We focused initially on the potential role of PD-1 in constraining atMBC, as it was enriched on HBsAg-specific and intrahepatic atMBC, and PD-1 blockade is already being tested in patients with CHB based on its capacity to boost antiviral T cells (10). Multidimensional analysis showed that PD-1 expression on B cells in CHB primarily clustered with the class-switched FcRL5+ atMBC fraction. High PD-1 expression on atMBC and on HBsAg-specific B cells was accompanied by increased intracellular levels of T-bet. T-bet has been suggested as defining a population of B cells with high antiviral potential (29, 31, 41–43), but also associates with the PD-1hi atypical dysfunctional phenotype in CHB, as in malaria, HCV, and HIV (28, 29, 58, 62). These paradoxical findings are reminiscent of the complex role of PD-1 on T cells, associated with both activation and inhibition, limiting T cell function while also promoting long-term maintenance of immunosurveillance in the setting of chronic antigenic stimulation (40, 61, 63). Overall, they support T-bethiPD-1hiHBsAg-specific B cells being a favorable target for releasing from inhibition, since they should be transcriptionally wired for antiviral efficacy. Consistent with this, we were able to enhance the capacity of atMBC from patients with CHB to produce the antiviral B cell differentiation-promoting cytokine IL-6 with short-term PD-1 blockade and CD40L stimulation. Although the majority of studies have focused on PD-1 in T cells, several reports have shown that this receptor can also inhibit B cell signaling, survival, and functionality (34–36, 49, 64, 65). Of particular note, in vivo PD-1 blockade in macaques with SIV was able to enhance MBC proliferation and production of SIV envelope–specific Abs in parallel with T cell reconstitution (64). Indirect effects of PD-1 blockade on B cells via boosting of Tfh cannot be excluded in vivo, although previous work in mice has suggested PD-1 blockade actually inhibits germinal center Tfh interactions (66). A direct effect of PD-1 blockade on B cells was supported by further work from SIV-infected macaques showing preferential depletion of PD-1–expressing MBC in vivo and the susceptibility of PD-1hiCD21– actMBC to PD-L1–induced apoptosis in vitro (49). The latter finding is in keeping with our data showing that BCR-stimulated atMBC from patients with CHB underwent approximately 3-fold less apoptosis in the presence of PD-1 blockade.
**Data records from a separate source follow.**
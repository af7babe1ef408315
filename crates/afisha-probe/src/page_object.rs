//! Page Object Model support.
//!
//! A page object owns the locators and intents of one page. The trait
//! only fixes identity: which URLs belong to the page and what to call it
//! in logs and reports.

use std::collections::HashMap;

/// A page or component of the site under test
pub trait PageObject {
    /// URL path pattern that matches this page (e.g. `/:city`)
    fn url_pattern(&self) -> &str;

    /// Page name for logging/debugging
    fn page_name(&self) -> &str {
        std::any::type_name::<Self>()
    }

    /// Whether `url` belongs to this page
    fn is_current(&self, url: &str) -> bool {
        UrlMatcher::new(self.url_pattern()).matches(url)
    }
}

/// URL pattern matcher for page objects
#[derive(Debug, Clone)]
pub struct UrlMatcher {
    pattern: String,
    segments: Vec<UrlSegment>,
}

#[derive(Debug, Clone)]
enum UrlSegment {
    Literal(String),
    Wildcard,
    Parameter(String),
}

impl UrlMatcher {
    /// Create a new URL matcher from a pattern
    ///
    /// Patterns support:
    /// - Literal segments: `/selections`
    /// - Wildcards: `/moscow/*`
    /// - Named parameters: `/:city`
    #[must_use]
    pub fn new(pattern: &str) -> Self {
        let segments = pattern
            .split('/')
            .filter(|s| !s.is_empty())
            .map(|s| {
                if s == "*" {
                    UrlSegment::Wildcard
                } else if let Some(name) = s.strip_prefix(':') {
                    UrlSegment::Parameter(name.to_string())
                } else {
                    UrlSegment::Literal(s.to_string())
                }
            })
            .collect();

        Self {
            pattern: pattern.to_string(),
            segments,
        }
    }

    /// Pattern this matcher was built from
    #[must_use]
    pub fn pattern(&self) -> &str {
        &self.pattern
    }

    /// Check if the path of `url` matches the pattern.
    ///
    /// Scheme, host, query and fragment are ignored.
    #[must_use]
    pub fn matches(&self, url: &str) -> bool {
        let url_segments = path_segments(url);

        // wildcards and parameters each consume exactly one segment
        if url_segments.len() != self.segments.len() {
            return false;
        }

        self.segments
            .iter()
            .zip(&url_segments)
            .all(|(segment, actual)| match segment {
                UrlSegment::Literal(lit) => lit == actual,
                UrlSegment::Wildcard | UrlSegment::Parameter(_) => true,
            })
    }

    /// Extract named parameters from a matching URL
    #[must_use]
    pub fn extract_params(&self, url: &str) -> HashMap<String, String> {
        let url_segments = path_segments(url);
        self.segments
            .iter()
            .zip(url_segments)
            .filter_map(|(segment, value)| match segment {
                UrlSegment::Parameter(name) => Some((name.clone(), value.to_string())),
                _ => None,
            })
            .collect()
    }
}

/// Path part of an absolute or relative URL
#[must_use]
pub fn url_path(url: &str) -> &str {
    let without_scheme = url.split_once("://").map_or(url, |(_, rest)| rest);
    let path = if url.contains("://") {
        without_scheme
            .find('/')
            .map_or("", |i| &without_scheme[i..])
    } else {
        without_scheme
    };
    let end = path.find(['?', '#']).unwrap_or(path.len());
    &path[..end]
}

fn path_segments(url: &str) -> Vec<&str> {
    url_path(url).split('/').filter(|s| !s.is_empty()).collect()
}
Previous work has shown that B cell proliferation and cytokine production can be boosted by siRNA knockdown of PD-1 and a range of other inhibitory receptors expressed on atMBC from patients with HIV (34). The atMBC we identified in patients with CHB had significantly increased expression of a number of inhibitory receptors on their surface, as also noted in malaria (44); future studies will need to investigate their potential contribution to the impaired signaling and effector function we observed. Coligation of PD-1 and the BCR inhibits Ca2+ mobilization and tyrosine phosphorylation of several proximal BCR-signaling molecules, such as SYK (35), consistent with the impaired BCR-dependent calcium flux and reduced phosphorylation of BLNK we observed in atMBC in CHB. Analogous impairments have been observed as a result of ligation of the inhibitory receptor FcRL5, another hallmark of atMBC (44, 67), which we found to be markedly upregulated on atMBC and HBsAg-specific B cells in CHB. FcRL5 binds the Fc of intact IgG (38, 39), raising the possibility that circulating immune complexes crosslink FcRL5 to the BCR, further suppressing B cell activation in a way similar to that of the inhibitory Fc receptor FcγRIIB (37). Therefore, it would be of interest to examine whether circulating HBsAg/anti-HBs immune complexes, a well-recognized feature of CHB (16), further contribute to suppressing B cell function through the increased expression of FcRL5 and FcγRIIB.
Much remains to be understood regarding the complexity of B cell responses in HBV. The use of HBsAg baits for direct ex vivo quantification and phenotyping will facilitate further studies of B cell immunity in CHB, but has a number of caveats. As described for HLA/peptide multimer detection of HBV-specific T cells (68), HBsAg-specific B cells are often low frequency and can even approximate the background HBsAg bait stains seen in uninfected controls; however, background can be reduced by use of a dual-staining HBsAg bait (69). Furthermore, circulating HBsAg-specific B cell frequencies, for example, after resolution of acute HBV, are unlikely to be representative of MBC compartmentalized within lymphoid tissue. It is also conceivable that HBsAg-specific B cells may be further underestimated if HBsAg bound to their BCR in vivo prevents bait staining in vitro or if the Ab-binding site on sAg in the bait differs from that produced in vivo.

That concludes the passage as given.